Arrest or summons; charge for misdemeanor at discretion of law-enforcement officer. (HB436)
Introduced By
Del. Jackson Miller (R-Manassas)
Progress
✓ |
Introduced |
✗ |
Passed Committee |
✓ |
Passed House |
☐ |
Passed Senate |
☐ |
Signed by Governor |
☐ |
Became Law |
Description
Misdemeanor arrest or summons at discretion of law-enforcement officer. Gives a law-enforcement officer the choice of issuing a summons and releasing the person or arresting him for Class 1 and 2 misdemeanors. Under current law, the law-enforcement officer must release the person on a summons for most Class 1 and 2 misdemeanors unless the person fails to stop the unlawful act or indicates that he will not appear as directed in the summons. The bill also requires the officer to arrest the person if he fails to stop the unlawful act; currently arrest is discretionary when the person fails to stop the unlawful act. Read the Bill »
Outcome
Bill Has Failed
History
Date | Action |
---|---|
01/04/2008 | Committee |
01/04/2008 | Prefiled and ordered printed; offered 01/09/08 081015640 |
01/04/2008 | Referred to Committee for Courts of Justice |
01/16/2008 | Assigned Courts sub: Criminal |
01/17/2008 | Impact statement from DPB (HB436) |
02/04/2008 | Reported from Courts of Justice (19-Y 2-N) (see vote tally) |
02/04/2008 | Referred to Committee on Appropriations |
02/06/2008 | Assigned App. sub: Public Safety (Sherwood) |
02/08/2008 | Reported from Appropriations (24-Y 0-N) (see vote tally) |
02/09/2008 | Read first time |
02/11/2008 | Read second time and engrossed |
02/12/2008 | Read third time and passed House (87-Y 12-N) |
02/12/2008 | VOTE: --- PASSAGE (87-Y 12-N) (see vote tally) |
02/12/2008 | Communicated to Senate |
02/13/2008 | Constitutional reading dispensed |
02/13/2008 | Referred to Committee for Courts of Justice |
02/14/2008 | Assigned Courts sub: Criminal |
03/03/2008 | Left in Courts of Justice (15-Y 0-N) |
Comments
This bill gives officers on the street unfettered discretion either to arrest or summons a person who is alleged to be committing a class 2 or class 1 misdemeanor. Currently, state law says that an officer must issue a summons unless he reasonably believes that the person involved is a danger to self or others, won't stop committing the alleged offense or won't show up in response to the summons.

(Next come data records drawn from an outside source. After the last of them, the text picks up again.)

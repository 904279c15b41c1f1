use std::path::{Path, PathBuf};

use crate::error::{Error, Result};
use crate::types::EffectiveConfig;

const DEFAULT_FILE_MODE: u32 = 0o644;
const DIR_MODE: u32 = 0o755;

/// Writes per-instance config files under `{root}/stacks/{stack}/…`,
/// atomically per stack: everything lands in a sibling temp directory first
/// and swaps in only when complete. The previous content is kept aside until
/// the caller commits, so a failed apply can roll back.
#[derive(Clone)]
pub struct Materializer {
    root: PathBuf,
}

/// Result of a successful swap. Exactly one of `commit` or `rollback` must
/// be called; the previous directory stays on disk until then.
#[derive(Debug)]
pub struct MaterializeGuard {
    final_dir: PathBuf,
    prev_dir: Option<PathBuf>,
    moved_instances: Vec<String>,
}

impl Materializer {
    pub fn new(root: impl Into<PathBuf>) -> Self {
        Self { root: root.into() }
    }

    pub fn stack_dir(&self, stack: &str) -> PathBuf {
        self.root.join("stacks").join(stack)
    }

    pub fn compose_file(&self, stack: &str) -> PathBuf {
        self.stack_dir(stack).join("compose.yaml")
    }

    fn tmp_dir(&self, stack: &str) -> PathBuf {
        self.root.join("stacks").join(format!(".tmp-{}", stack))
    }

    fn prev_dir(&self, stack: &str) -> PathBuf {
        self.root.join("stacks").join(format!(".prev-{}", stack))
    }

    /// Materialize the config files of every enabled instance. On any
    /// failure the temp directory is removed and the previous final
    /// directory is left untouched.
    pub async fn materialize(
        &self,
        stack: &str,
        configs: &[EffectiveConfig],
    ) -> Result<MaterializeGuard> {
        let tmp = self.tmp_dir(stack);
        if tmp.exists() {
            tokio::fs::remove_dir_all(&tmp).await?;
        }

        match self.write_tree(&tmp, configs).await {
            Ok(()) => {}
            Err(e) => {
                let _ = tokio::fs::remove_dir_all(&tmp).await;
                return Err(e);
            }
        }

        match self.swap(stack, &tmp, configs).await {
            Ok(guard) => Ok(guard),
            Err(e) => {
                let _ = tokio::fs::remove_dir_all(&tmp).await;
                Err(e)
            }
        }
    }

    async fn write_tree(&self, tmp: &Path, configs: &[EffectiveConfig]) -> Result<()> {
        create_dir_with_mode(tmp).await?;
        for config in configs.iter().filter(|c| c.enabled) {
            let instance_dir = tmp.join(&config.instance_id);
            create_dir_with_mode(&instance_dir).await?;
            for file in &config.config_files {
                let rel = sanitize_rel_path(&file.path)?;
                let dest = instance_dir.join(&rel);
                if let Some(parent) = dest.parent() {
                    create_dir_with_mode(parent).await?;
                }
                tokio::fs::write(&dest, &file.content).await?;
                set_mode(&dest, file.mode.unwrap_or(DEFAULT_FILE_MODE)).await?;
            }
        }
        Ok(())
    }

    /// Move current instance directories aside, then move the new ones in.
    /// Top-level files in the stack dir (compose.yaml, exported manifests)
    /// survive the swap; instance directories that no longer exist stay in
    /// the aside directory and disappear at commit.
    async fn swap(
        &self,
        stack: &str,
        tmp: &Path,
        configs: &[EffectiveConfig],
    ) -> Result<MaterializeGuard> {
        let final_dir = self.stack_dir(stack);
        let prev = self.prev_dir(stack);
        if prev.exists() {
            tokio::fs::remove_dir_all(&prev).await?;
        }
        create_dir_with_mode(&final_dir).await?;
        create_dir_with_mode(&prev).await?;

        let mut moved = Vec::new();
        let mut entries = tokio::fs::read_dir(&final_dir).await?;
        while let Some(entry) = entries.next_entry().await? {
            if entry.file_type().await?.is_dir() {
                let name = entry.file_name().to_string_lossy().into_owned();
                tokio::fs::rename(entry.path(), prev.join(&name)).await?;
                moved.push(name);
            }
        }

        for config in configs.iter().filter(|c| c.enabled) {
            let from = tmp.join(&config.instance_id);
            let to = final_dir.join(&config.instance_id);
            tokio::fs::rename(&from, &to).await?;
        }
        tokio::fs::remove_dir_all(tmp).await?;

        Ok(MaterializeGuard {
            final_dir,
            prev_dir: Some(prev),
            moved_instances: moved,
        })
    }

    /// Best-effort cleanup of a cancelled materialization.
    pub async fn cleanup_temp(&self, stack: &str) {
        let tmp = self.tmp_dir(stack);
        if tmp.exists() {
            let _ = tokio::fs::remove_dir_all(&tmp).await;
        }
    }
}

impl MaterializeGuard {
    pub fn stack_dir(&self) -> &Path {
        &self.final_dir
    }

    /// Keep the new content, drop the previous.
    pub async fn commit(mut self) -> Result<()> {
        if let Some(prev) = self.prev_dir.take() {
            if prev.exists() {
                tokio::fs::remove_dir_all(&prev).await?;
            }
        }
        Ok(())
    }

    /// Restore the previous instance directories and discard the new ones.
    pub async fn rollback(mut self) -> Result<()> {
        let Some(prev) = self.prev_dir.take() else {
            return Ok(());
        };
        if !prev.exists() {
            return Ok(());
        }

        let mut entries = tokio::fs::read_dir(&self.final_dir).await?;
        while let Some(entry) = entries.next_entry().await? {
            if entry.file_type().await?.is_dir() {
                tokio::fs::remove_dir_all(entry.path()).await?;
            }
        }
        for name in &self.moved_instances {
            let from = prev.join(name);
            if from.exists() {
                tokio::fs::rename(&from, self.final_dir.join(name)).await?;
            }
        }
        tokio::fs::remove_dir_all(&prev).await?;
        Ok(())
    }
}

async fn create_dir_with_mode(path: &Path) -> Result<()> {
    tokio::fs::create_dir_all(path).await?;
    set_mode(path, DIR_MODE).await
}

#[cfg(unix)]
async fn set_mode(path: &Path, mode: u32) -> Result<()> {
    use std::os::unix::fs::PermissionsExt;
    let perms = std::fs::Permissions::from_mode(mode);
    tokio::fs::set_permissions(path, perms).await?;
    Ok(())
}

#[cfg(not(unix))]
async fn set_mode(_path: &Path, _mode: u32) -> Result<()> {
    Ok(())
}

/// Config file paths stay inside the instance directory.
fn sanitize_rel_path(raw: &str) -> Result<PathBuf> {
    let path = Path::new(raw);
    if path.is_absolute() {
        return Err(Error::validation(format!(
            "config file path '{}' must be relative",
            raw
        ))
        .with_field("path"));
    }
    for component in path.components() {
        if matches!(component, std::path::Component::ParentDir) {
            return Err(Error::validation(format!(
                "config file path '{}' must not contain '..'",
                raw
            ))
            .with_field("path"));
        }
    }
    Ok(path.to_path_buf())
}

#[cfg(test)]
mod tests {
    use super::*;
    use crate::types::ConfigFileSpec;
    use std::collections::BTreeMap;

    fn config(id: &str, files: Vec<ConfigFileSpec>) -> EffectiveConfig {
        EffectiveConfig {
            stack_name: "a".into(),
            instance_id: id.into(),
            container_name: format!("devarch-a-{}", id),
            template_name: "tpl".into(),
            template_version: 1,
            enabled: true,
            image: "img".into(),
            restart_policy: None,
            command: None,
            user: None,
            ports: vec![],
            volumes: vec![],
            env: BTreeMap::new(),
            labels: BTreeMap::new(),
            domains: vec![],
            healthcheck: None,
            config_files: files,
            depends_on: vec![],
        }
    }

    fn file(path: &str, content: &str) -> ConfigFileSpec {
        ConfigFileSpec {
            path: path.into(),
            content: content.into(),
            mode: None,
        }
    }

    #[tokio::test]
    async fn materializes_instance_files() {
        let dir = tempfile::tempdir().unwrap();
        let mat = Materializer::new(dir.path());
        let configs = vec![config("web", vec![file("nginx/app.conf", "server {}")])];

        let guard = mat.materialize("a", &configs).await.unwrap();
        let written = dir.path().join("stacks/a/web/nginx/app.conf");
        assert_eq!(std::fs::read_to_string(&written).unwrap(), "server {}");
        guard.commit().await.unwrap();

        assert!(!dir.path().join("stacks/.tmp-a").exists());
        assert!(!dir.path().join("stacks/.prev-a").exists());
    }

    #[tokio::test]
    async fn swap_replaces_old_content_and_prunes_removed_instances() {
        let dir = tempfile::tempdir().unwrap();
        let mat = Materializer::new(dir.path());

        let first = vec![
            config("web", vec![file("a.conf", "one")]),
            config("db", vec![file("db.conf", "db")]),
        ];
        mat.materialize("a", &first).await.unwrap().commit().await.unwrap();

        let second = vec![config("web", vec![file("a.conf", "two")])];
        mat.materialize("a", &second).await.unwrap().commit().await.unwrap();

        let written = dir.path().join("stacks/a/web/a.conf");
        assert_eq!(std::fs::read_to_string(&written).unwrap(), "two");
        assert!(!dir.path().join("stacks/a/db").exists());
    }

    #[tokio::test]
    async fn rollback_restores_previous_content() {
        let dir = tempfile::tempdir().unwrap();
        let mat = Materializer::new(dir.path());

        let first = vec![config("web", vec![file("a.conf", "one")])];
        mat.materialize("a", &first).await.unwrap().commit().await.unwrap();

        let second = vec![config("web", vec![file("a.conf", "two")])];
        let guard = mat.materialize("a", &second).await.unwrap();
        guard.rollback().await.unwrap();

        let written = dir.path().join("stacks/a/web/a.conf");
        assert_eq!(std::fs::read_to_string(&written).unwrap(), "one");
        assert!(!dir.path().join("stacks/.prev-a").exists());
    }

    #[tokio::test]
    async fn rejects_escaping_paths() {
        let dir = tempfile::tempdir().unwrap();
        let mat = Materializer::new(dir.path());
        let configs = vec![config("web", vec![file("../escape.conf", "x")])];

        let err = mat.materialize("a", &configs).await.unwrap_err();
        assert_eq!(err.kind, crate::error::ErrorKind::Validation);
        assert!(!dir.path().join("stacks/.tmp-a").exists());
    }

    #[tokio::test]
    async fn top_level_files_survive_swap() {
        let dir = tempfile::tempdir().unwrap();
        let mat = Materializer::new(dir.path());

        let first = vec![config("web", vec![file("a.conf", "one")])];
        mat.materialize("a", &first).await.unwrap().commit().await.unwrap();
        std::fs::write(dir.path().join("stacks/a/compose.yaml"), "services: {}").unwrap();

        let second = vec![config("web", vec![file("a.conf", "two")])];
        mat.materialize("a", &second).await.unwrap().commit().await.unwrap();

        assert!(dir.path().join("stacks/a/compose.yaml").exists());
    }
}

There is no predicate factual basis for making this radical change in the law, nor is there any means by which the discretionary action by officers can be tracked to determine if there is evidence of biased-based policing resulting from this delegation of unguided decision-making.
An identical proposal was defeated in the legislature last year, and it should be defeated again this year.
This bill is contrary to good policy - it will diminish Fourth Amendment and privacy rights in Virginia and give police officers the discretion to arrest and search an individual in hundreds of new scenarios.